Quantcast

AVX-512 development proposal

classic Classic list List threaded Threaded
3 messages Options
Reply | Threaded
Open this post in threaded view
|  
Report Content as Inappropriate

AVX-512 development proposal

Knapp, Rashawn L

Hello Julian and Valgrind developers,

 

I wish you a happy new year.  Regarding AVX-512 support in Valgrind, I am part of a small team who wish to participate in enabling this support.   We have drafted a preliminary statement of work which covers our thoughts on what the work might comprise and a list of implementation steps we think we can start with.  Will you let me know if the following is reasonable and advice you can offer to us on contributing to this development?

 

We propose to extend  Valgrind’s VEX infrastructure to support the Intel® Advanced Vector Extensions 512 (Intel® AVX-512) instructions for Intel® Xeon Phi™ for the Knights Landing microarchitecture.

 

Specifically, this includes:

-    the Foundation Instructions, which extend AVX and AVX2 with 64 512-bit instruction mnemonics (Combined Volume Set of Intel® 64 and IA-32 Architectures Software Developer’s Manuals, section 5.19 December, 2016. Retrieved January 2017) (avx512f),

-     the Prefetch Instructions, which include eight 512-bit mnemonics (Combined Volume Set of Intel® 64 and IA-32 Architectures Software Developer’s Manuals, section 5.19, September, 2016. December, 2016. Retrieved January 2017) (avx512pf),

-    the Exponential and Reciprocal Instructions, which include six 512-bit mnemonics (Combined Volume Set of Intel® 64 and IA-32 Architectures Software Developer’s Manuals, section 5.19, December, 2016. Retrieved January 2017) (avx512er), and

-     the Conflict Detection Instructions and include three 512-bit instruction mnemonics that are not AVX or AVX2 (Combined Volume Set of Intel® 64 and IA-32 Architectures Software Developer’s Manuals, section 5.19, December, 2016. Retrieved January 2017). (avx512cd)

 

We expect to use the EVEX encoding mnemonics. 

 

We will enhance the test suite with Intel® AVX-512 specific tests for the above Knights Landing instruction groups.

 

A stretch goal is to include the remaining Intel® AVX-512 instructions for architectures for which  hardware is currently unavailable upon which to test, and may include the following instruction groups:  AVX-512DQ, AVX-512BW, AVX-512VL, AVX512IFMA, AVX512VBMI, AVX512_4FMAPS, and AVX512_4VNNIW.

 

Our proposed implementation starting steps are the following:

1.  Implement EVEX prefix recognition and minimal parsing (Intel® Architecture Instruction Set Extensions Programming Reference, December, 2016. Retrieved December 2016).

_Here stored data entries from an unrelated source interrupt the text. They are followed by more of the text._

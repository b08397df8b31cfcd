//! Interviewer instruction text.
//!
//! The text is a short directive header that hard-sets language and mode,
//! followed by the static recruiter guidance compiled into the binary.
//! Output depends only on `(mode, language)`.

use super::config::{InterviewLanguage, InterviewMode, QUESTION_TOOL_NAME};

/// Static behavioural guidance appended after the header.
pub const RECRUITER_GUIDANCE: &str = include_str!("recruiter_en.md");

/// Build the directive header for a mode/language pair.
pub fn build_preamble(mode: InterviewMode, language: InterviewLanguage) -> String {
    let mut lines = vec![
        format!("You MUST interview in {}.", language.spoken_name()),
        format!("Interview scope (mode): {}.", mode.as_str()),
        "Respect the mode strictly:".to_string(),
        "- personal-fit → ask only motivation/fit/values questions.".to_string(),
        "- behavioral → ask only behavior (past actions) questions; you MAY suggest light structure."
            .to_string(),
        "- case → ask only lightweight case-style prompts; not a full-length case.".to_string(),
        "- full → mix of the above, brief and balanced.".to_string(),
        "Ask ONE clear question at a time. Do NOT score or decide here.".to_string(),
    ];

    if mode.uses_question_tool() {
        lines.push(format!(
            "All interview questions MUST be sourced via the function tool '{QUESTION_TOOL_NAME}'."
        ));
        lines.push(format!(
            "Call it with qtype=\"personal-fit\" for motivation/fit questions and qtype=\"behavioral\" for behavior questions{}.",
            match mode {
                InterviewMode::PersonalFit => "; in this mode use only qtype=\"personal-fit\"",
                InterviewMode::Behavioral => "; in this mode use only qtype=\"behavioral\"",
                _ => "",
            }
        ));
        lines.push(
            "Do NOT invent or write your own questions; fetch a new one from the tool for every question."
                .to_string(),
        );
        lines.push(format!(
            "Tool questions are in English; ask them in {}.",
            language.spoken_name()
        ));
    } else {
        lines.push(format!(
            "The question pool holds no case prompts: compose short case-style prompts yourself and do not call '{QUESTION_TOOL_NAME}'."
        ));
    }

    lines.join(" ")
}

/// Build the full instruction text for a mode/language pair.
pub fn build_instructions(mode: InterviewMode, language: InterviewLanguage) -> String {
    format!("{}\n\n{}", build_preamble(mode, language), RECRUITER_GUIDANCE)
}
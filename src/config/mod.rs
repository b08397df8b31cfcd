//! Configuration module for the interview relay
//!
//! Configuration comes from .env files, environment variables and an
//! optional YAML file. Priority: YAML > ENV vars > .env values > defaults.
//!
//! # Modules
//! - `yaml`: YAML configuration file loading
//! - `env`: Environment variable loading
//! - `merge`: Merging YAML and environment configurations
//! - `validation`: Configuration validation logic
//!
//! # Example
//! ```rust,no_run
//! use interview_relay::config::ServerConfig;
//! use std::path::PathBuf;
//!
//! # fn main() -> Result<(), Box<dyn std::error::Error>> {
//! // Load from environment variables only
//! let config = ServerConfig::from_env()?;
//!
//! // Load from YAML file with environment variable overrides
//! let config_path = PathBuf::from("config.yaml");
//! let config = ServerConfig::from_file(&config_path)?;
//!
//! println!("Relay listening on {}", config.address());
//! # Ok(())
//! # }
//! ```

use std::path::PathBuf;

mod env;
mod merge;
mod validation;
mod yaml;

use crate::core::session::{DEFAULT_REALTIME_MODEL, DEFAULT_REALTIME_VOICE};
use crate::errors::AppError;

pub use yaml::YamlConfig;

/// Default upstream API root.
pub const DEFAULT_OPENAI_BASE_URL: &str = "https://api.openai.com";

/// TLS configuration for HTTPS
#[derive(Debug, Clone)]
pub struct TlsConfig {
    /// Path to the TLS certificate file (PEM format)
    pub cert_path: PathBuf,
    /// Path to the TLS private key file (PEM format)
    pub key_path: PathBuf,
}

/// Server configuration
///
/// Contains everything needed to run the relay:
/// - Server settings (host, port, TLS)
/// - Upstream realtime provider settings
/// - Question pool and static file locations
/// - Security settings (CORS, rate limiting)
#[derive(Debug, Clone)]
pub struct ServerConfig {
    // Server settings
    pub host: String,
    pub port: u16,

    // TLS configuration (optional)
    pub tls: Option<TlsConfig>,

    // Upstream provider
    /// API key for minting session credentials. Checked per request, so the
    /// relay starts without one.
    pub openai_api_key: Option<String>,
    pub openai_base_url: String,
    pub realtime_model: String,
    pub realtime_voice: String,
    pub upstream_timeout_seconds: u64,

    // Content
    pub question_bank_path: PathBuf,
    pub public_dir: PathBuf,

    // Security configuration
    /// CORS allowed origins (comma-separated list or "*" for all)
    /// Default: "*"
    pub cors_allowed_origins: Option<String>,
    /// Maximum requests per second per IP address
    /// Default: 60
    pub rate_limit_requests_per_second: u32,
    /// Maximum burst size for rate limiting
    /// Default: 10
    pub rate_limit_burst_size: u32,
}

impl Default for ServerConfig {
    fn default() -> Self {
        Self {
            host: "0.0.0.0".to_string(),
            port: 3001,
            tls: None,
            openai_api_key: None,
            openai_base_url: DEFAULT_OPENAI_BASE_URL.to_string(),
            realtime_model: DEFAULT_REALTIME_MODEL.to_string(),
            realtime_voice: DEFAULT_REALTIME_VOICE.to_string(),
            upstream_timeout_seconds: 15,
            question_bank_path: PathBuf::from("data/question-bank.json"),
            public_dir: PathBuf::from("public"),
            cors_allowed_origins: Some("*".to_string()),
            rate_limit_requests_per_second: 60,
            rate_limit_burst_size: 10,
        }
    }
}

/// Zeroize the API key when the configuration is dropped.
impl Drop for ServerConfig {
    fn drop(&mut self) {
        use zeroize::Zeroize;

        if let Some(ref mut key) = self.openai_api_key {
            key.zeroize();
        }
    }
}

impl ServerConfig {
    /// Load configuration from environment variables
    ///
    /// Missing variables fall back to defaults. The result is validated.
    pub fn from_env() -> Result<Self, Box<dyn std::error::Error>> {
        let config = merge::merge_config(None)?;
        validation::validate(&config)?;
        Ok(config)
    }

    /// Load configuration from a YAML file with environment variable base
    ///
    /// Priority order (highest to lowest):
    /// 1. YAML file values
    /// 2. Environment variables (actual ENV vars override .env values)
    /// 3. .env file values
    /// 4. Default values
    ///
    /// # Errors
    /// Returns an error if the YAML file cannot be read or is malformed,
    /// an environment variable has an invalid format, or validation fails.
    pub fn from_file(path: &PathBuf) -> Result<Self, Box<dyn std::error::Error>> {
        // .env is loaded in main.rs at startup, so it is already part of the
        // process environment here.
        let yaml_config = yaml::YamlConfig::from_file(path)?;
        let config = merge::merge_config(Some(yaml_config))?;
        validation::validate(&config)?;
        Ok(config)
    }

    /// Get the server address as "host:port"
    pub fn address(&self) -> String {
        format!("{}:{}", self.host, self.port)
    }

    /// Check if TLS is enabled
    pub fn is_tls_enabled(&self) -> bool {
        self.tls.is_some()
    }

    /// Rate limiting is off for very high limits.
    pub fn is_rate_limited(&self) -> bool {
        self.rate_limit_requests_per_second < 100_000
    }

    /// The upstream API key, or a configuration error when unset.
    pub fn openai_api_key(&self) -> Result<&str, AppError> {
        self.openai_api_key
            .as_deref()
            .filter(|key| !key.trim().is_empty())
            .ok_or_else(|| AppError::Configuration("OPENAI_API_KEY not set".to_string()))
    }
}
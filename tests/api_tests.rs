//! HTTP relay tests
//!
//! Drive the full router with `tower::ServiceExt::oneshot` against a
//! wiremock stand-in for the upstream realtime API.

use std::sync::Arc;

use axum::{
    Router,
    body::{Body, to_bytes},
    http::{Request, StatusCode},
};
use serde_json::{Value, json};
use tower::util::ServiceExt;
use wiremock::matchers::{header, method, path};
use wiremock::{Mock, MockServer, ResponseTemplate};

use interview_relay::{
    QuestionBank, QuestionCategory, QuestionRecord, ServerConfig, routes, state::AppState,
};

fn record(id: &str, category: QuestionCategory) -> QuestionRecord {
    QuestionRecord {
        id: id.to_string(),
        category,
        question: format!("Question {id}?"),
        guidance: String::new(),
    }
}

fn mixed_pool() -> QuestionBank {
    QuestionBank::from_records(vec![
        record("pf-1", QuestionCategory::PersonalFit),
        record("bh-1", QuestionCategory::Behavioral),
    ])
}

fn test_config(base_url: &str, api_key: Option<&str>) -> ServerConfig {
    let mut config = ServerConfig::default();
    config.host = "127.0.0.1".to_string();
    config.openai_base_url = base_url.to_string();
    config.openai_api_key = api_key.map(str::to_string);
    config
}

fn app(config: ServerConfig, questions: QuestionBank) -> Router {
    let state: Arc<AppState> = AppState::with_questions(config, questions).unwrap();
    routes::create_app(state)
}

async fn get(app: Router, uri: &str) -> (StatusCode, Value) {
    let response = app
        .oneshot(Request::builder().uri(uri).body(Body::empty()).unwrap())
        .await
        .unwrap();
    let status = response.status();
    let bytes = to_bytes(response.into_body(), usize::MAX).await.unwrap();
    let body = serde_json::from_slice(&bytes).unwrap_or(Value::Null);
    (status, body)
}

// =============================================================================
// /health
// =============================================================================

#[tokio::test]
async fn test_health() {
    let app = app(test_config("http://127.0.0.1:9", None), mixed_pool());
    let (status, body) = get(app, "/health").await;
    assert_eq!(status, StatusCode::OK);
    assert_eq!(body, json!({ "ok": true }));
}

// =============================================================================
// /session
// =============================================================================

#[tokio::test]
async fn test_session_passes_upstream_body_through() {
    let upstream = MockServer::start().await;
    let session_body = json!({
        "id": "sess_123",
        "object": "realtime.session",
        "client_secret": { "value": "ek_abc", "expires_at": 1712000000 }
    });
    Mock::given(method("POST"))
        .and(path("/v1/realtime/sessions"))
        .and(header("authorization", "Bearer sk-test"))
        .and(header("openai-beta", "realtime=v1"))
        .respond_with(ResponseTemplate::new(200).set_body_json(session_body.clone()))
        .expect(1)
        .mount(&upstream)
        .await;

    let app = app(test_config(&upstream.uri(), Some("sk-test")), mixed_pool());
    let (status, body) = get(app, "/session?mode=CASE&language=DE").await;

    assert_eq!(status, StatusCode::OK);
    assert_eq!(body, session_body);

    let requests = upstream.received_requests().await.unwrap();
    let sent: Value = serde_json::from_slice(&requests[0].body).unwrap();
    let instructions = sent["instructions"].as_str().unwrap();
    assert!(instructions.contains("You MUST interview in German."));
    assert!(instructions.contains("not a full-length case"));
    assert_eq!(sent["turn_detection"]["type"], "server_vad");
    assert_eq!(sent["tools"][0]["name"], "question_bank_get");
}

#[tokio::test]
async fn test_session_unknown_values_fall_back() {
    let upstream = MockServer::start().await;
    Mock::given(method("POST"))
        .and(path("/v1/realtime/sessions"))
        .respond_with(
            ResponseTemplate::new(200).set_body_json(json!({ "client_secret": { "value": "ek" } })),
        )
        .mount(&upstream)
        .await;

    let app = app(test_config(&upstream.uri(), Some("sk-test")), mixed_pool());
    let (status, _) = get(app, "/session?mode=marathon&language=fr").await;
    assert_eq!(status, StatusCode::OK);

    let requests = upstream.received_requests().await.unwrap();
    let sent: Value = serde_json::from_slice(&requests[0].body).unwrap();
    let instructions = sent["instructions"].as_str().unwrap().to_lowercase();
    assert!(instructions.contains("you must interview in english."));
    assert!(instructions.contains("must be sourced via the function tool 'question_bank_get'"));
}

#[tokio::test]
async fn test_session_repeated_keys_use_first_value() {
    let upstream = MockServer::start().await;
    Mock::given(method("POST"))
        .and(path("/v1/realtime/sessions"))
        .respond_with(
            ResponseTemplate::new(200).set_body_json(json!({ "client_secret": { "value": "ek" } })),
        )
        .expect(1)
        .mount(&upstream)
        .await;

    let app = app(test_config(&upstream.uri(), Some("sk-test")), mixed_pool());
    let (status, body) = get(app, "/session?mode=case&mode=full&language=de&language=en").await;
    assert_eq!(status, StatusCode::OK);
    assert_eq!(body["client_secret"]["value"], "ek");

    let requests = upstream.received_requests().await.unwrap();
    let sent: Value = serde_json::from_slice(&requests[0].body).unwrap();
    let instructions = sent["instructions"].as_str().unwrap();
    assert!(instructions.contains("You MUST interview in German."));
    assert!(instructions.contains("not a full-length case"));
}

#[tokio::test]
async fn test_session_upstream_error_message() {
    let upstream = MockServer::start().await;
    Mock::given(method("POST"))
        .and(path("/v1/realtime/sessions"))
        .respond_with(ResponseTemplate::new(401).set_body_json(json!({
            "error": { "message": "Incorrect API key provided", "type": "invalid_request_error" }
        })))
        .mount(&upstream)
        .await;

    let app = app(test_config(&upstream.uri(), Some("sk-bad")), mixed_pool());
    let (status, body) = get(app, "/session").await;
    assert_eq!(status, StatusCode::INTERNAL_SERVER_ERROR);
    assert_eq!(body, json!({ "error": "Incorrect API key provided" }));
}

#[tokio::test]
async fn test_session_upstream_non_json_success() {
    let upstream = MockServer::start().await;
    Mock::given(method("POST"))
        .and(path("/v1/realtime/sessions"))
        .respond_with(ResponseTemplate::new(200).set_body_string("<html>oops</html>"))
        .mount(&upstream)
        .await;

    let app = app(test_config(&upstream.uri(), Some("sk-test")), mixed_pool());
    let (status, body) = get(app, "/session").await;
    assert_eq!(status, StatusCode::INTERNAL_SERVER_ERROR);
    assert_eq!(
        body,
        json!({ "error": "Invalid JSON from upstream realtime/sessions" })
    );
}

#[tokio::test]
async fn test_session_without_api_key() {
    let upstream = MockServer::start().await;
    Mock::given(method("POST"))
        .respond_with(ResponseTemplate::new(200))
        .expect(0)
        .mount(&upstream)
        .await;

    let app = app(test_config(&upstream.uri(), None), mixed_pool());
    let (status, body) = get(app, "/session?mode=behavioral").await;
    assert_eq!(status, StatusCode::INTERNAL_SERVER_ERROR);
    assert_eq!(body, json!({ "error": "OPENAI_API_KEY not set" }));
}

// =============================================================================
// /tool/question
// =============================================================================

#[tokio::test]
async fn test_question_by_category() {
    let app = app(test_config("http://127.0.0.1:9", None), mixed_pool());
    let (status, body) = get(app, "/tool/question?qtype=behavioral").await;
    assert_eq!(status, StatusCode::OK);
    assert_eq!(body["id"], "bh-1");
    assert_eq!(body["type"], "behavioral");
}

#[tokio::test]
async fn test_question_qtype_case_insensitive() {
    let app = app(test_config("http://127.0.0.1:9", None), mixed_pool());
    let (status, body) = get(app, "/tool/question?qtype=Personal-Fit").await;
    assert_eq!(status, StatusCode::OK);
    assert_eq!(body["type"], "personal-fit");
}

#[tokio::test]
async fn test_question_repeated_qtype_uses_first_value() {
    let app = app(test_config("http://127.0.0.1:9", None), mixed_pool());
    let (status, body) = get(app, "/tool/question?qtype=behavioral&qtype=personal-fit").await;
    assert_eq!(status, StatusCode::OK);
    assert_eq!(body["id"], "bh-1");

    let app = app(test_config("http://127.0.0.1:9", None), mixed_pool());
    let (status, body) = get(app, "/tool/question?qtype=case&qtype=behavioral").await;
    assert_eq!(status, StatusCode::BAD_REQUEST);
    assert_eq!(
        body,
        json!({ "error": "qtype must be 'personal-fit' or 'behavioral'" })
    );
}

#[tokio::test]
async fn test_question_falls_back_to_whole_pool() {
    let pool = QuestionBank::from_records(vec![record("pf-only", QuestionCategory::PersonalFit)]);
    let app = app(test_config("http://127.0.0.1:9", None), pool);
    let (status, body) = get(app, "/tool/question?qtype=behavioral").await;
    assert_eq!(status, StatusCode::OK);
    assert_eq!(body["type"], "personal-fit");
}

#[tokio::test]
async fn test_question_invalid_qtype() {
    for uri in ["/tool/question?qtype=case", "/tool/question"] {
        let app = app(test_config("http://127.0.0.1:9", None), mixed_pool());
        let (status, body) = get(app, uri).await;
        assert_eq!(status, StatusCode::BAD_REQUEST);
        assert_eq!(
            body,
            json!({ "error": "qtype must be 'personal-fit' or 'behavioral'" })
        );
    }
}

#[tokio::test]
async fn test_question_empty_pool() {
    let app = app(
        test_config("http://127.0.0.1:9", None),
        QuestionBank::from_records(Vec::new()),
    );
    let (status, body) = get(app, "/tool/question?qtype=personal-fit").await;
    assert_eq!(status, StatusCode::INTERNAL_SERVER_ERROR);
    assert_eq!(body, json!({ "error": "Question bank is empty" }));
}

#[tokio::test]
async fn test_question_pool_file_loaded() {
    let dir = tempfile::tempdir().unwrap();
    let pool_path = dir.path().join("pool.json");
    std::fs::write(
        &pool_path,
        r#"[{"id":"f-1","type":"behavioral","question":"From disk?","guidance":""}]"#,
    )
    .unwrap();

    let app = app(
        test_config("http://127.0.0.1:9", None),
        QuestionBank::from_path(&pool_path),
    );
    let (status, body) = get(app, "/tool/question?qtype=behavioral").await;
    assert_eq!(status, StatusCode::OK);
    assert_eq!(body["id"], "f-1");
}

// =============================================================================
// Static client
// =============================================================================

#[tokio::test]
async fn test_root_serves_index() {
    let dir = tempfile::tempdir().unwrap();
    std::fs::write(dir.path().join("index.html"), "<h1>client</h1>").unwrap();

    let mut config = test_config("http://127.0.0.1:9", None);
    config.public_dir = dir.path().to_path_buf();
    let app = app(config, mixed_pool());

    let response = app
        .oneshot(Request::builder().uri("/").body(Body::empty()).unwrap())
        .await
        .unwrap();
    assert_eq!(response.status(), StatusCode::OK);
    let bytes = to_bytes(response.into_body(), usize::MAX).await.unwrap();
    assert_eq!(&bytes[..], b"<h1>client</h1>");
}
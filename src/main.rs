use std::net::SocketAddr;
use std::path::PathBuf;
use std::sync::Arc;

use tracing::info;

use axum_server::tls_rustls::RustlsConfig;
use clap::{Parser, Subcommand};
use http::{Method, header::CONTENT_TYPE};
use tokio::net::TcpListener;
use tower_governor::{
    GovernorLayer, governor::GovernorConfigBuilder, key_extractor::SmartIpKeyExtractor,
};
use tower_http::cors::{Any, CorsLayer};
use tower_http::set_header::SetResponseHeaderLayer;

use anyhow::anyhow;

use interview_relay::{
    InterviewLanguage, InterviewMode, ServerConfig,
    core::realtime::{
        AudioOutput, CaptureMode, InterviewSession, InterviewSettings, NullAudioOutput,
        PlaybackMeter, RelayClient, RolloverConfig, SessionServices, SessionStatus, WebRtcConfig,
        WebRtcConnector, open_device_output,
    },
    routes,
    state::AppState,
};

/// Interview relay - realtime credentials and question tool for voice interviews
#[derive(Parser, Debug)]
#[command(name = "interview-relay")]
#[command(version, about, long_about = None)]
struct Cli {
    /// Path to configuration file (YAML)
    #[arg(short = 'c', long = "config", value_name = "FILE")]
    config: Option<PathBuf>,

    /// Subcommand to run (defaults to `serve`)
    #[command(subcommand)]
    command: Option<Commands>,
}

#[derive(Subcommand, Debug)]
enum Commands {
    /// Run the HTTP relay
    Serve,

    /// Run a headless interview session against a relay until Ctrl-C
    Probe {
        /// Base URL of the relay
        #[arg(long = "relay-url", default_value = "http://localhost:3001")]
        relay_url: String,

        /// Interview language (en, de)
        #[arg(long)]
        language: Option<String>,

        /// Interview mode (personal-fit, behavioral, case, full)
        #[arg(long)]
        mode: Option<String>,

        /// Settings file; values given on the command line take precedence
        #[arg(long, value_name = "FILE", default_value = ".interview-settings.json")]
        settings: PathBuf,

        /// Persist the effective language and mode to the settings file
        #[arg(long)]
        save: bool,

        /// Realtime API root for the SDP exchange
        #[arg(long = "realtime-url", default_value = interview_relay::core::realtime::webrtc::DEFAULT_REALTIME_BASE_URL)]
        realtime_url: String,

        /// Talk through the default microphone and speaker (needs the
        /// `audio-io` feature); otherwise silence is sent
        #[arg(long)]
        microphone: bool,
    },
}

#[tokio::main]
async fn main() -> anyhow::Result<()> {
    // Load .env file if it exists (must be done before config loading)
    let _ = dotenvy::dotenv();

    tracing_subscriber::fmt::init();

    // Must be installed before any TLS connection is attempted
    rustls::crypto::ring::default_provider()
        .install_default()
        .map_err(|_| anyhow!("Failed to install default crypto provider"))?;

    let cli = Cli::parse();

    match cli.command.unwrap_or(Commands::Serve) {
        Commands::Serve => serve(cli.config).await,
        Commands::Probe {
            relay_url,
            language,
            mode,
            settings,
            save,
            realtime_url,
            microphone,
        } => {
            probe(
                relay_url,
                language,
                mode,
                settings,
                save,
                realtime_url,
                microphone,
            )
            .await
        }
    }
}

async fn serve(config_path: Option<PathBuf>) -> anyhow::Result<()> {
    let config = if let Some(config_path) = config_path {
        println!("Loading configuration from {}", config_path.display());
        ServerConfig::from_file(&config_path).map_err(|e| anyhow!(e.to_string()))?
    } else {
        ServerConfig::from_env().map_err(|e| anyhow!(e.to_string()))?
    };

    let address = config.address();
    let tls_config = config.tls.clone();
    let rate_limited = config.is_rate_limited();
    let rate_limit_rps = config.rate_limit_requests_per_second;
    let rate_limit_burst = config.rate_limit_burst_size;
    let cors_origins = config.cors_allowed_origins.clone();
    println!("Starting server on {address}");

    let app_state = AppState::new(config).map_err(|e| anyhow!(e.to_string()))?;

    // Configure rate limiting (disabled when rate >= 100000)
    let governor_layer = if rate_limited {
        let governor_config = GovernorConfigBuilder::default()
            .per_second(rate_limit_rps.max(1) as u64)
            .burst_size(rate_limit_burst.max(1))
            .key_extractor(SmartIpKeyExtractor)
            .finish()
            .ok_or_else(|| anyhow!("Failed to build rate limiter config"))?;
        Some(GovernorLayer::new(governor_config))
    } else {
        println!("Rate limiting disabled (rate >= 100000/s)");
        None
    };

    let cors_layer = match cors_origins.as_deref() {
        Some("*") => CorsLayer::new()
            .allow_origin(Any)
            .allow_methods([Method::GET, Method::OPTIONS])
            .allow_headers([CONTENT_TYPE])
            .allow_credentials(false),
        Some(origins) => {
            // Parse comma-separated origins
            let origins: Vec<_> = origins
                .split(',')
                .filter_map(|s| s.trim().parse().ok())
                .collect();
            CorsLayer::new()
                .allow_origin(origins)
                .allow_methods([Method::GET, Method::OPTIONS])
                .allow_headers([CONTENT_TYPE])
        }
        None => {
            info!("CORS not configured, defaulting to same-origin only.");
            CorsLayer::new()
                .allow_methods([Method::GET, Method::OPTIONS])
                .allow_headers([CONTENT_TYPE])
        }
    };

    // Security headers
    let security_headers = tower::ServiceBuilder::new()
        .layer(SetResponseHeaderLayer::overriding(
            http::header::X_CONTENT_TYPE_OPTIONS,
            http::HeaderValue::from_static("nosniff"),
        ))
        .layer(SetResponseHeaderLayer::overriding(
            http::header::X_FRAME_OPTIONS,
            http::HeaderValue::from_static("DENY"),
        ));

    let app = routes::create_app(app_state)
        .layer(cors_layer)
        .layer(tower::util::option_layer(governor_layer))
        .layer(security_headers);

    let socket_addr: SocketAddr = address
        .parse()
        .map_err(|e| anyhow!("Invalid server address '{}': {}", address, e))?;

    if let Some(tls) = tls_config {
        let rustls_config = RustlsConfig::from_pem_file(&tls.cert_path, &tls.key_path)
            .await
            .map_err(|e| {
                anyhow!(
                    "Failed to load TLS certificates from {} and {}: {}",
                    tls.cert_path.display(),
                    tls.key_path.display(),
                    e
                )
            })?;

        println!("Server listening on https://{} (TLS enabled)", socket_addr);

        axum_server::bind_rustls(socket_addr, rustls_config)
            .serve(app.into_make_service_with_connect_info::<SocketAddr>())
            .await
            .map_err(|e| anyhow!("TLS server error: {}", e))?;
    } else {
        println!("Server listening on http://{}", socket_addr);

        let listener = TcpListener::bind(&socket_addr).await?;
        axum::serve(
            listener,
            app.into_make_service_with_connect_info::<SocketAddr>(),
        )
        .await?;
    }

    Ok(())
}

async fn probe(
    relay_url: String,
    language: Option<String>,
    mode: Option<String>,
    settings_path: PathBuf,
    save: bool,
    realtime_url: String,
    microphone: bool,
) -> anyhow::Result<()> {
    let mut settings = InterviewSettings::load_or_default(&settings_path)?;
    if let Some(language) = language.as_deref().and_then(InterviewLanguage::parse) {
        settings.language = language;
    }
    if let Some(mode) = mode.as_deref().and_then(InterviewMode::parse) {
        settings.mode = mode;
    }
    if save {
        settings.save(&settings_path)?;
    }
    info!(
        "Probe starting: relay={}, language={}, mode={}",
        relay_url, settings.language, settings.mode
    );

    let relay = Arc::new(RelayClient::new(&relay_url, settings)?);
    let meter = PlaybackMeter::new();
    let (capture, output): (CaptureMode, Arc<dyn AudioOutput>) = if microphone {
        (CaptureMode::Microphone, open_device_output(meter.clone()).await?)
    } else {
        (CaptureMode::Silence, Arc::new(NullAudioOutput::new()))
    };
    let connector = WebRtcConnector::new(WebRtcConfig {
        base_url: realtime_url,
        capture,
        ..Default::default()
    })?
    .with_playback_meter(meter);

    let session = InterviewSession::spawn(
        settings,
        RolloverConfig::default(),
        SessionServices {
            credentials: relay.clone(),
            questions: relay,
            connector: Arc::new(connector),
            output,
        },
    );
    session.start().await?;

    let mut status = session.subscribe();
    loop {
        tokio::select! {
            _ = tokio::signal::ctrl_c() => break,
            changed = status.changed() => {
                if changed.is_err() {
                    break;
                }
                let SessionStatus { state, active_transport, completed_rollovers, failed_rollovers, .. } =
                    status.borrow_and_update().clone();
                info!(
                    "Session {}: transport={:?}, rollovers ok={} failed={}",
                    state, active_transport, completed_rollovers, failed_rollovers
                );
            }
        }
    }

    session.stop().await;
    info!("Probe stopped");
    Ok(())
}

2.  Implement a handful of  avx512f instructions using the existing AVX-2 implementations for the reference (more can be added after successful pass of starting steps plan).

3.  Implement stubs for avx512pf instructions; we propose stubs because of the impact on performance and believe they can be ignored safely.

4.  Implement the avx512er instruction.

5.  Implement the vpconflictd instructions.

6.  Test with an AVX512 benchmark and micro benchmarks.

 

 

We look forward to working with the Valgrind community on this.

 

Regards,

 

Rashawn Knapp

Software Development Engineer, Intel Corporation


------------------------------------------------------------------------------
Check out the vibrant tech community on one of the world's most
engaging tech sites, SlashDot.org! http://sdm.link/slashdot
_______________________________________________
Valgrind-developers mailing list
[hidden email]
https://lists.sourceforge.net/lists/listinfo/valgrind-developers
Reply | Threaded
Open this post in threaded view
|  
Report Content as Inappropriate

Re: AVX-512 development proposal

Julian Seward-2

Hi Rashawn,

Thank you for the offer of adding AVX-512 support, and sorry for the
slow response.  Some of the Valgrind developers discussed this briefly
at Fosdem in Brussels last weekend and there was general agreement
that this would be a good thing to do.

I would be happy to be a point of contact for technical and process
assistance.  I have both technical and process comments regarding
your proposal.

>From a process point of view:

* This is likely to take several months and may involve more than one
  round of review and iteration.  That's based on experience from
  other large chunks of instruction-set development work.

* As an example, have a look the following 5 bugs, which show a staged
  approach to implementation of the recent POWER ISA 3.0 extensions:

    https://bugs.kde.org/show_bug.cgi?id=359767
    https://bugs.kde.org/show_bug.cgi?id=361207
    https://bugs.kde.org/show_bug.cgi?id=362329
    https://bugs.kde.org/show_bug.cgi?id=363858
    https://bugs.kde.org/show_bug.cgi?id=364948

* Patches should go on the bug tracker, as per the examples above, and
  will be reviewed there.

* All contributions to the tree need to be licensed "GNU GPL 2 or
  later".  Are you OK with that?  GPL 2-only is not possible.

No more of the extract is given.